■ **YOUR INSTRUCTIONS**
Each line below containing the word "SuitGroup" needs to be shown.

■ **STORED DATA**

//! Recovers card semantics from marker filenames and orders them for print.

use std::cmp::Ordering;

use crate::card::{Rank, Suit, JOKER};

/// Sort key for rank tokens that are not part of the deck.
pub const UNKNOWN_RANK_ORDER: u32 = 999;

const JOKER_PREFIXES: [&str; 2] = ["52_", "53_"];

#[derive(Debug, Clone, PartialEq, Eq)]
pub struct MarkerFile {
    pub file_name: String,
    pub suit: String,
    pub rank: String,
}

impl MarkerFile {
    /// Joker ids, or anything whose suit token is `joker`.
    pub fn is_joker(&self) -> bool {
        self.suit == JOKER
            || JOKER_PREFIXES
                .iter()
                .any(|prefix| self.file_name.starts_with(prefix))
    }

    pub fn rank_order(&self) -> u32 {
        Rank::from_token(&self.rank).map_or(UNKNOWN_RANK_ORDER, Rank::value)
    }

    /// File name without the `.png` extension.
    pub fn stem(&self) -> &str {
        self.file_name
            .strip_suffix(".png")
            .unwrap_or(&self.file_name)
    }
}

/// Parses `NN_suit_rank.png`. Anything else yields `None`.
pub fn parse_marker_file(file_name: &str) -> Option<MarkerFile> {
    let stem = file_name.strip_suffix(".png")?;
    let mut parts = stem.split('_');
    let (_id, suit, rank) = (parts.next()?, parts.next()?, parts.next()?);
    if parts.next().is_some() || suit.is_empty() || rank.is_empty() {
        return None;
    }
    Some(MarkerFile {
        file_name: file_name.to_string(),
        suit: suit.to_string(),
        rank: rank.to_string(),
    })
}

#[derive(Debug, Clone, PartialEq, Eq)]
pub struct SuitGroup {
    pub suit: String,
    pub cards: Vec<MarkerFile>,
}

impl SuitGroup {
    pub fn file_names(&self) -> Vec<&str> {
        self.cards.iter().map(|card| card.file_name.as_str()).collect()
    }
}

fn suit_order(a: &str, b: &str) -> Ordering {
    match (Suit::from_name(a), Suit::from_name(b)) {
        (Some(a), Some(b)) => a.cmp(&b),
        (Some(_), None) => Ordering::Less,
        (None, Some(_)) => Ordering::Greater,
        (None, None) => a.cmp(b),
    }
}

fn by_rank(a: &MarkerFile, b: &MarkerFile) -> Ordering {
    a.rank_order()
        .cmp(&b.rank_order())
        .then_with(|| a.file_name.cmp(&b.file_name))
}

/// Groups marker files by suit, each group sorted A..K.
///
/// Known suits come first in deck order, unknown suit tokens follow
/// alphabetically and the jokers close the list. Unparseable names are
/// skipped.
pub fn group_cards_by_suit<S: AsRef<str>>(file_names: &[S]) -> Vec<SuitGroup> {
    let mut groups: Vec<SuitGroup> = Vec::new();
    let mut jokers = Vec::new();

    for name in file_names {
        let Some(card) = parse_marker_file(name.as_ref()) else {
            log::warn!("Skipping marker file with unexpected name: {}", name.as_ref());
            continue;
        };
        if card.is_joker() {
            jokers.push(card);
            continue;
        }
        match groups.iter_mut().find(|group| group.suit == card.suit) {
            Some(group) => group.cards.push(card),
            None => groups.push(SuitGroup {
                suit: card.suit.clone(),
                cards: vec![card],
            }),
        }
    }

    groups.sort_by(|a, b| suit_order(&a.suit, &b.suit));
    for group in &mut groups {
        group.cards.sort_by(by_rank);
    }

    if !jokers.is_empty() {
        jokers.sort_by(|a, b| a.file_name.cmp(&b.file_name));
        groups.push(SuitGroup {
            suit: JOKER.to_string(),
            cards: jokers,
        });
    }

    groups
}

#[cfg(test)]
mod tests {
    use super::*;

    #[test]
    fn groups_regular_cards_and_jokers() {
        let names = ["52_joker_B.png", "01_spades_2.png", "00_spades_A.png"];
        let groups = group_cards_by_suit(&names);
        assert_eq!(groups.len(), 2);
        assert_eq!(groups[0].suit, "spades");
        assert_eq!(groups[0].file_names(), ["00_spades_A.png", "01_spades_2.png"]);
        assert_eq!(groups[1].suit, "joker");
        assert_eq!(groups[1].file_names(), ["52_joker_B.png"]);
    }

    #[test]
    fn ranks_sort_numerically_then_faces() {
        let names = [
            "12_spades_K.png",
            "09_spades_10.png",
            "10_spades_J.png",
            "01_spades_2.png",
            "11_spades_Q.png",
            "00_spades_A.png",
        ];
        let groups = group_cards_by_suit(&names);
        assert_eq!(
            groups[0].file_names(),
            [
                "00_spades_A.png",
                "01_spades_2.png",
                "09_spades_10.png",
                "10_spades_J.png",
                "11_spades_Q.png",
                "12_spades_K.png",
            ]
        );
    }

    #[test]
    fn unknown_ranks_sort_last() {
        let names = ["99_hearts_X.png", "25_hearts_K.png", "13_hearts_A.png"];
        let groups = group_cards_by_suit(&names);
        assert_eq!(
            groups[0].file_names(),
            ["13_hearts_A.png", "25_hearts_K.png", "99_hearts_X.png"]
        );
    }

    #[test]
    fn suits_follow_deck_order() {
        let groups = group_cards_by_suit(&[
            "39_clubs_A.png",
            "53_joker_R.png",
            "13_hearts_A.png",
            "00_spades_A.png",
            "26_diamonds_A.png",
        ]);
        let suits: Vec<_> = groups.iter().map(|g| g.suit.as_str()).collect();
        assert_eq!(suits, ["spades", "hearts", "diamonds", "clubs", "joker"]);
    }

    #[test]
    fn malformed_names_are_dropped() {
        let names = ["readme.png", "00_spades.png", "00_spades_A.jpg", "a_b_c_d.png"];
        let groups = group_cards_by_suit(&names);
        assert!(groups.is_empty());
    }

    #[test]
    fn empty_input_yields_no_groups() {
        let names: [&str; 0] = [];
        assert!(group_cards_by_suit(&names).is_empty());
    }

    #[test]
    fn parse_extracts_tokens() {
        let card = parse_marker_file("22_hearts_10.png").unwrap();
        assert_eq!(card.suit, "hearts");
        assert_eq!(card.rank, "10");
        assert_eq!(card.rank_order(), 10);
        assert_eq!(card.stem(), "22_hearts_10");
        assert!(!card.is_joker());
        assert!(parse_marker_file("53_joker_R.png").unwrap().is_joker());
    }

    #[test]
    fn stray_joker_suit_joins_the_joker_group() {
        let groups = group_cards_by_suit(&["52_joker_B.png", "54_joker_X.png", "00_spades_A.png"]);
        let suits: Vec<_> = groups.iter().map(|g| g.suit.as_str()).collect();
        assert_eq!(suits, ["spades", "joker"]);
        assert_eq!(groups[1].file_names(), ["52_joker_B.png", "54_joker_X.png"]);
    }

    #[test]
    fn stem_strips_only_one_extension() {
        let card = parse_marker_file("x_y_z.png.png").unwrap();
        assert_eq!(card.rank, "z.png");
        assert_eq!(card.stem(), "x_y_z.png");
    }
}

■ **WRITTEN REPLY**
pub struct SuitGroup {
impl SuitGroup {
pub fn group_cards_by_suit<S: AsRef<str>>(file_names: &[S]) -> Vec<SuitGroup> {
    let mut groups: Vec<SuitGroup> = Vec::new();
            None => groups.push(SuitGroup {
        groups.push(SuitGroup {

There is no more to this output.